How to Build Your Maintenance and Repair Budget
Unexpected home repairs can be expensive. That’s why it’s important to create a maintenance budget to help minimize your chances of going into debt due to repairs. And, having money set aside can make it easier to stay on top of regular fixes, helping you avoid costlier repairs down the road. Here are a few clear steps you can take to put away funds when it is doable.
Whether you’re a new homeowner or settled into your home, it’s never too late (or too early) to start putting away a little money for maintenance.

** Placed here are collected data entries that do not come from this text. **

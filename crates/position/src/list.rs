use crate::codec::{self, CodecError};
use crate::position::{is_duplicate, AnnotationKind, DedupPolicy, Date, Position, StitchExt};
use byteorder::{LittleEndian, ReadBytesExt, WriteBytesExt};
use flate2::read::DeflateDecoder;
use flate2::write::DeflateEncoder;
use flate2::Compression;
use std::io::{self, Read, Write};

#[derive(thiserror::Error, Debug)]
pub enum Error {
    #[error("corrupt position list payload")]
    CorruptPayload(#[from] CodecError),
    #[error(transparent)]
    Io(#[from] io::Error),
}

/// An ordered, deduplicated collection of [`Position`]s: the in-memory form
/// of a single posting.
#[derive(Debug, Clone, Default, PartialEq)]
pub struct PositionList {
    positions: Vec<Position>,
}

impl PositionList {
    pub fn new() -> Self {
        PositionList { positions: Vec::new() }
    }

    pub fn from_positions(positions: Vec<Position>) -> Self {
        PositionList { positions }
    }

    pub fn add(&mut self, p: Position) {
        self.positions.push(p);
    }

    pub fn len(&self) -> usize {
        self.positions.len()
    }

    pub fn is_empty(&self) -> bool {
        self.positions.is_empty()
    }

    /// A read-only view of the positions. Safe to iterate as long as no
    /// mutating method is called concurrently; `PositionList` is not `Sync`
    /// across mutation the way a lock-guarded type would be, so callers own
    /// that discipline themselves (mutation requires `&mut self`).
    pub fn get_positions(&self) -> &[Position] {
        &self.positions
    }

    /// Stable ascending sort by the four-field comparator. Does not dedup.
    pub fn sort(&mut self) {
        self.positions.sort_by_key(Position::sort_key);
    }

    /// Sort and collapse duplicates (exact or fuzzy, per `policy`) in a
    /// single forward sweep: each candidate is compared only against the
    /// most recently retained position, which is sufficient because
    /// duplicates only ever occur among positions already adjacent in
    /// `(document_id, sentence_id, begin_char, end_char)` order.
    pub fn sort_dedup(&mut self, policy: DedupPolicy) {
        self.sort();
        let mut out: Vec<Position> = Vec::with_capacity(self.positions.len());
        for p in self.positions.drain(..) {
            match out.last() {
                Some(last) if is_duplicate(last, &p, policy) => continue,
                _ => out.push(p),
            }
        }
        self.positions = out;
    }

    /// Merge `other` into `self`: union of both lists, sorted and
    /// deduplicated. Commutative and associative modulo the comparator.
    pub fn merge(mut self, other: PositionList, policy: DedupPolicy) -> PositionList {
        self.positions.extend(other.positions);
        self.sort_dedup(policy);
        self
    }

    /// Serialize to the self-describing binary block of the position list
    /// format, deflate-compressed. An empty list serializes to zero bytes.
    /// Always sorts first, so every caller gets sorted output regardless of
    /// whether it already sorted or deduplicated the list itself.
    pub fn serialize(&self) -> Vec<u8> {
        if self.positions.is_empty() {
            return Vec::new();
        }

        let mut sorted: Vec<&Position> = self.positions.iter().collect();
        sorted.sort_by_key(|p| p.sort_key());

        let mut raw = Vec::new();
        Self::write_raw_block(&sorted, &mut raw).expect("writing to Vec never fails");

        let mut encoder = DeflateEncoder::new(Vec::new(), Compression::default());
        encoder.write_all(&raw).expect("writing to Vec never fails");
        encoder.finish().expect("deflate of in-memory buffer never fails")
    }

    fn write_raw_block<W: Write>(positions: &[&Position], w: &mut W) -> io::Result<()> {
        let n = positions.len();
        w.write_i32::<LittleEndian>(n as i32)?;

        let doc: Vec<i32> = positions.iter().map(|p| p.document_id).collect();
        let sent: Vec<i32> = positions.iter().map(|p| p.sentence_id).collect();
        let begin: Vec<i32> = positions.iter().map(|p| p.begin_char).collect();
        let end: Vec<i32> = positions.iter().map(|p| p.end_char).collect();

        codec::write_column(w, &doc)?;
        codec::write_column(w, &sent)?;
        codec::write_column(w, &begin)?;
        codec::write_column(w, &end)?;

        for p in positions {
            w.write_i64::<LittleEndian>(p.date)?;
        }

        // Stitch extension: a presence byte, then (synonym_id, kind) pairs if set.
        let has_stitch = positions.iter().any(|p| p.stitch.is_some());
        w.write_u8(has_stitch as u8)?;
        if has_stitch {
            for p in positions {
                let ext = p.stitch.unwrap_or(StitchExt {
                    synonym_id: -1,
                    annotation_kind: AnnotationKind::Date,
                });
                w.write_i32::<LittleEndian>(ext.synonym_id)?;
                w.write_u8(ext.annotation_kind as u8)?;
            }
        }

        Ok(())
    }

    /// Deserialize bytes previously produced by [`Self::serialize`].
    pub fn deserialize(bytes: &[u8]) -> Result<PositionList, Error> {
        if bytes.is_empty() {
            return Ok(PositionList::new());
        }

        let mut decoder = DeflateDecoder::new(bytes);
        let mut raw = Vec::new();
        decoder.read_to_end(&mut raw)?;

        let mut cursor = io::Cursor::new(raw);
        let n = cursor.read_i32::<LittleEndian>().map_err(|_| CodecError::Truncated)?;
        if n < 0 || n as i64 > 200_000_000 {
            return Err(CodecError::ImplausibleLength(n as i64).into());
        }
        let n = n as usize;

        let doc = codec::read_column(&mut cursor)?;
        let sent = codec::read_column(&mut cursor)?;
        let begin = codec::read_column(&mut cursor)?;
        let end = codec::read_column(&mut cursor)?;
        if doc.len() != n || sent.len() != n || begin.len() != n || end.len() != n {
            return Err(CodecError::ImplausibleLength(n as i64).into());
        }

        let mut dates = Vec::with_capacity(n);
        for _ in 0..n {
            dates.push(cursor.read_i64::<LittleEndian>().map_err(|_| CodecError::Truncated)?);
        }

        let has_stitch = cursor.read_u8().map_err(|_| CodecError::Truncated)? != 0;
        let mut stitches: Vec<Option<StitchExt>> = vec![None; n];
        if has_stitch {
            for slot in stitches.iter_mut() {
                let synonym_id = cursor.read_i32::<LittleEndian>().map_err(|_| CodecError::Truncated)?;
                let kind_byte = cursor.read_u8().map_err(|_| CodecError::Truncated)?;
                let kind = AnnotationKind::from_u8(kind_byte).ok_or(CodecError::Truncated)?;
                *slot = Some(StitchExt {
                    synonym_id,
                    annotation_kind: kind,
                });
            }
        }

        let mut positions = Vec::with_capacity(n);
        for i in 0..n {
            if begin[i] < 0 || begin[i] > end[i] {
                return Err(CodecError::ImplausibleLength(begin[i] as i64).into());
            }
            positions.push(Position {
                document_id: doc[i],
                sentence_id: sent[i],
                begin_char: begin[i],
                end_char: end[i],
                date: dates[i] as Date,
                stitch: stitches[i],
            });
        }

        Ok(PositionList { positions })
    }
}

impl IntoIterator for PositionList {
    type Item = Position;
    type IntoIter = std::vec::IntoIter<Position>;

    fn into_iter(self) -> Self::IntoIter {
        self.positions.into_iter()
    }
}

impl FromIterator<Position> for PositionList {
    fn from_iter<I: IntoIterator<Item = Position>>(iter: I) -> Self {
        PositionList {
            positions: iter.into_iter().collect(),
        }
    }
}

Saving a little here and there on a regular basis will have two benefits: It will 1) ease the burden of unexpected repairs or replacements and 2) allow for planned home upgrades and projects down the road.
Homeowner tip
Good household money management starts when you buy a home — whenever possible, try to build and maintain a reserve of cash on hand to help manage unexpected costs while keeping the rest of your budget stable.
The rule of thumb is to budget 1% to 4% of your home’s value per year for maintenance costs, including repairs and replacements.
For example, if you have a new home and it is valued at $350,000, your savings goal could be $3,500 per year — or 1% of its value.
Because newer homes tend to have lower average maintenance costs, 1% should be enough. On the other hand, if your home is more than 30 years old, it may be beneficial to lean toward a 4% savings goal.
For example, if your 30+-year-old home is valued at $350,000, your savings goal could be $14,000 per year — or 4% of its value.
We know it can sometimes be hard to save, so even putting a little aside when possible helps!
Homeowner tip
Track your spending throughout the year on regular maintenance tasks, such as landscaping, fixing leaks, painting, refinishing floors, etc. This will also give you an idea of how much to set aside each year.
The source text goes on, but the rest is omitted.